New figures showing a surge in economic growth have increased fears that the economy is overheating. The economy was growing at more than 11 per cent late last year, more than four times the European average.
The unexpectedly high rate of growth is likely to exacerbate concerns in Brussels over the Government's handling of the economy, amid fears that it is heading for a hard landing.
Mr Pedro Solbes, the Economic Affairs Commissioner, yesterday published a report on fiscal consolidation in Europe which suggested that tax cuts here should have been deferred to take the heat out the economy.

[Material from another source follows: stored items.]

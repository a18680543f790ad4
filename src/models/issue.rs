//! Issue-tracker records and their commit associations.

use std::fmt;

use serde::{Deserialize, Serialize};

/// Opaque issue identifier such as `HIVE-12345`.
#[derive(Debug, Clone, PartialEq, Eq, PartialOrd, Ord, Hash, Serialize, Deserialize)]
#[serde(transparent)]
pub struct IssueKey(String);

impl IssueKey {
    pub fn new(key: impl Into<String>) -> Self {
        Self(key.into())
    }

    pub fn as_str(&self) -> &str {
        &self.0
    }
}

impl fmt::Display for IssueKey {
    fn fmt(&self, f: &mut fmt::Formatter<'_>) -> fmt::Result {
        f.write_str(&self.0)
    }
}

impl From<&str> for IssueKey {
    fn from(key: &str) -> Self {
        Self::new(key)
    }
}

/// Result of looking up one issue key in commit history.
///
/// `commit == None` is the "not found" outcome; it is a normal result,
/// not an error.
#[derive(Debug, Clone, PartialEq, Eq)]
pub struct CommitMatch {
    pub key: IssueKey,
    pub commit: Option<String>,
    /// Paths changed by the matched commit, relative to the repository root.
    pub files: Vec<String>,
}

impl CommitMatch {
    pub fn found(key: IssueKey, commit: impl Into<String>, files: Vec<String>) -> Self {
        Self {
            key,
            commit: Some(commit.into()),
            files,
        }
    }

    pub fn not_found(key: IssueKey) -> Self {
        Self {
            key,
            commit: None,
            files: Vec::new(),
        }
    }

    pub fn is_found(&self) -> bool {
        self.commit.is_some()
    }
}

/// An issue as returned by the tracker's search endpoint.
///
/// Serializes back to the tracker's own JSON shape, so a saved issue list
/// can be fed to `relmine match` unchanged.
#[derive(Debug, Clone, PartialEq, Eq, Serialize, Deserialize)]
#[serde(from = "RawIssue", into = "RawIssue")]
pub struct Issue {
    pub id: String,
    pub key: IssueKey,
    pub summary: Option<String>,
    pub fix_versions: Vec<String>,
    pub affected_versions: Vec<String>,
}

#[derive(Debug, Clone, Serialize, Deserialize)]
struct RawIssue {
    #[serde(default)]
    id: String,
    key: IssueKey,
    #[serde(default)]
    fields: RawFields,
}

#[derive(Debug, Clone, Default, Serialize, Deserialize)]
#[serde(rename_all = "camelCase")]
struct RawFields {
    #[serde(default)]
    summary: Option<String>,
    #[serde(default, deserialize_with = "null_as_empty")]
    fix_versions: Vec<RawVersion>,
    #[serde(default, deserialize_with = "null_as_empty")]
    versions: Vec<RawVersion>,
}

#[derive(Debug, Clone, Serialize, Deserialize)]
struct RawVersion {
    name: String,
}

fn null_as_empty<'de, D>(deserializer: D) -> Result<Vec<RawVersion>, D::Error>
where
    D: serde::Deserializer<'de>,
{
    Ok(Option::<Vec<RawVersion>>::deserialize(deserializer)?.unwrap_or_default())
}

impl From<RawIssue> for Issue {
    fn from(raw: RawIssue) -> Self {
        let names = |versions: Vec<RawVersion>| versions.into_iter().map(|v| v.name).collect();
        Self {
            id: raw.id,
            key: raw.key,
            summary: raw.fields.summary,
            fix_versions: names(raw.fields.fix_versions),
            affected_versions: names(raw.fields.versions),
        }
    }
}

impl From<Issue> for RawIssue {
    fn from(issue: Issue) -> Self {
        let raw = |names: Vec<String>| names.into_iter().map(|name| RawVersion { name }).collect();
        Self {
            id: issue.id,
            key: issue.key,
            fields: RawFields {
                summary: issue.summary,
                fix_versions: raw(issue.fix_versions),
                versions: raw(issue.affected_versions),
            },
        }
    }
}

Gross Domestic Product - the value in pound terms of all the goods and services produced - grew by 11 per cent in the third quarter last year, according to the figures released by the Central Statistic Office yesterday. Record new car sales and other anecdotal evidence all indicates that the economy has continued to grow equally strongly this year, while the European economy is growing at only 2.3 per cent.
Economists warned yesterday that if these levels of growth continue they will put an intolerable strain on the economy, which is experiencing a labour shortage.
The European Commission last week urged the Government to act to control inflation. To date the Government has resisted pressure from Brussels, saying that the Commission is failing to take into account the unique nature of the economy, with its young population and high levels of foreign investment.
In a report published in Brussels yesterday the Commission acknowledged "that the monetary conditions applying in the euro area are probably inappropriate for an economy so advanced in the cycle as Ireland".
The report called on the Government to use fiscal policy to try to slow growth. It said the tax cuts in last December's Budget should have been postponed.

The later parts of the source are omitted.